Change My View is a Reddit community with almost one million members who have starkly different social, economic and political beliefs . Set up by Scottish teenager Kal Turnbull in 2013, it has managed to emerge as a safe digital space for civilized debate. Thousands of people use Turnbull’s platform to learn about issues they deeply care about every single day. He recently partnered with Cornell University’s Chenhao Tan and came up with four useful reference points that explain under what circumstances people change their minds.
First, explaining where you are coming from is far more likely to change someone’s mind than well-rehearsed facts and counter arguments. People care deeply about the rationale underpinning your point of view. Explaining why you hold a particular opinion not only establishes common ground for the conversation but also makes you far more relatable to your opponent.
Second, language plays a subtle yet significant role in the outcome of an argument. Directly quoting someone and finding logical flaws in the statement is usually ineffective. People perceive it as nitpicking their words rather than their view as a whole.
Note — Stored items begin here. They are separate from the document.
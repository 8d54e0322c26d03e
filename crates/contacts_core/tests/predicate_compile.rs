use contacts_core::query::{MAX_EXPRESSION_LEN, MAX_TERMS};
use contacts_core::{compile, CompileError, ContactEntity};

fn contact(id: i64, first: &str, last: &str, company: &str) -> ContactEntity {
    ContactEntity {
        id,
        first_name: first.to_string(),
        last_name: last.to_string(),
        company: company.to_string(),
        ..ContactEntity::default()
    }
}

#[test]
fn company_equality_matches_exactly() {
    let predicate = compile("company==\"Acme\"").unwrap();
    assert!(predicate.matches(&contact(1, "", "", "Acme")));
    assert!(!predicate.matches(&contact(2, "", "", "acme")));
    assert!(!predicate.matches(&contact(3, "", "", "Acme Corp")));
    assert_eq!(predicate.source(), "company==\"Acme\"");
}

#[test]
fn unknown_field_is_rejected() {
    assert_eq!(
        compile("unknownField==1").unwrap_err(),
        CompileError::UnknownField {
            name: "unknownField".to_string(),
            offset: 0,
        }
    );
}

#[test]
fn parenthesised_or_matches_either_side() {
    let predicate = compile("(firstName==\"Al\") OR (lastName==\"Al\")").unwrap();
    assert!(predicate.matches(&contact(1, "Al", "Smith", "")));
    assert!(predicate.matches(&contact(2, "Bo", "Al", "")));
    assert!(!predicate.matches(&contact(3, "Bo", "Smith", "")));
}

#[test]
fn not_and_inequality() {
    let predicate = compile("NOT (company == \"Acme\") && company != \"\"").unwrap();
    assert!(predicate.matches(&contact(1, "", "", "Globex")));
    assert!(!predicate.matches(&contact(2, "", "", "Acme")));
    assert!(!predicate.matches(&contact(3, "", "", "")));
}

#[test]
fn id_supports_relational_comparisons() {
    let predicate = compile("id >= 2 and id < 4").unwrap();
    let matched: Vec<i64> = (1..=5)
        .map(|id| contact(id, "", "", "X"))
        .filter(|record| predicate.matches(record))
        .map(|record| record.id)
        .collect();
    assert_eq!(matched, vec![2, 3]);

    assert!(compile("id <> 3").unwrap().matches(&contact(1, "", "", "")));
    assert!(compile("id = 1").unwrap().matches(&contact(1, "", "", "")));
}

#[test]
fn string_methods() {
    let record = contact(1, "Alice", "Smith", "Acme Industries");
    assert!(compile("company.Contains(\"Indus\")").unwrap().matches(&record));
    assert!(compile("company.startswith(\"Acme\")").unwrap().matches(&record));
    assert!(compile("lastName.EndsWith(\"ith\")").unwrap().matches(&record));
    assert!(!compile("lastName.EndsWith(\"Smi\")").unwrap().matches(&record));
    assert!(compile("note.Contains(\"\")").unwrap().matches(&record));
}

#[test]
fn type_mismatches_are_rejected() {
    for expression in [
        "company > \"A\"",
        "lastName <= \"Z\"",
        "company == 5",
        "id == \"5\"",
        "id.Contains(\"1\")",
        "note.Contains(5)",
    ] {
        let err = compile(expression).unwrap_err();
        assert!(
            matches!(err, CompileError::TypeMismatch { .. }),
            "{expression}: {err:?}"
        );
    }
}

#[test]
fn malformed_input_is_rejected() {
    for expression in [
        "",
        "   ",
        "company ==",
        "company \"Acme\"",
        "(company == \"Acme\"",
        "company == \"Acme\")",
        "company == \"Acme\" AND",
        "OR company == \"Acme\"",
        "company == 'Acme'",
        "company.Matches(\"x\")",
        "company.Contains \"x\"",
        "id == 1; DROP TABLE contacts",
        "System.IO.File.Delete(\"x\")",
    ] {
        assert!(compile(expression).is_err(), "accepted: {expression}");
    }
}

#[test]
fn oversized_input_is_rejected() {
    let clause = "company == \"Acme\" OR ".repeat(300);
    let expression = format!("{clause}id == 1");
    assert_eq!(
        compile(&expression).unwrap_err(),
        CompileError::TooLong {
            len: expression.len(),
            max: MAX_EXPRESSION_LEN,
        }
    );
}

#[test]
fn term_count_is_bounded() {
    let at_limit = format!("{}id==1", "id==1||".repeat(MAX_TERMS - 1));
    assert!(at_limit.len() < MAX_EXPRESSION_LEN);
    assert!(compile(&at_limit).is_ok());

    let over_limit = format!("{}id==1", "id==1||".repeat(MAX_TERMS));
    assert!(over_limit.len() < MAX_EXPRESSION_LEN);
    assert_eq!(
        compile(&over_limit).unwrap_err(),
        CompileError::TooManyTerms { max: MAX_TERMS }
    );
}

#[test]
fn compile_errors_render_readable_messages() {
    let err = compile("nickname == \"x\"").unwrap_err();
    assert_eq!(err.to_string(), "unknown field `nickname` at 0");
}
Additionally, be careful when people use collective words like “we" in their argument. It is easier to change a person’s mind than that of a community. When someone uses “we", it is often an unconscious way of putting a barrier against your argument by invoking their affiliation to a larger group. In such cases, you probably won’t succeed in changing their mind.
Third, longer replies substantiated by linked references are more effective than short one-liners. Psychologists call backfire effect as the difficulty in accepting that we are wrong. Essentially, when our deepest convictions are challenged by contradictory evidence, our beliefs become stronger. Tan’s research suggests that we can overcome the backfire effect by addressing different layers of our opponent’s arguments and complementing it with trustworthy links.
Fourth, if someone has not changed her mind with three rounds of back and forth arguments, one should agree to disagree. Tan’s team suggests that after the third round, the probability of someone changing their mind drastically reduces.
Of course, these are not fool-proof methods but keeping them in mind might help us frame arguments better and inform us which debates are worth engaging in.
As I walked up to the podium during the Delhi conference to argue something that I initially didn’t fully believe in, I realized that I not only understood the issue prompt much better but also felt good about changing my own thoughts on the topics.
Utkarsh Amitabh is founder of Network Capital, a global peer mentoring community and a WEF Global Shaper.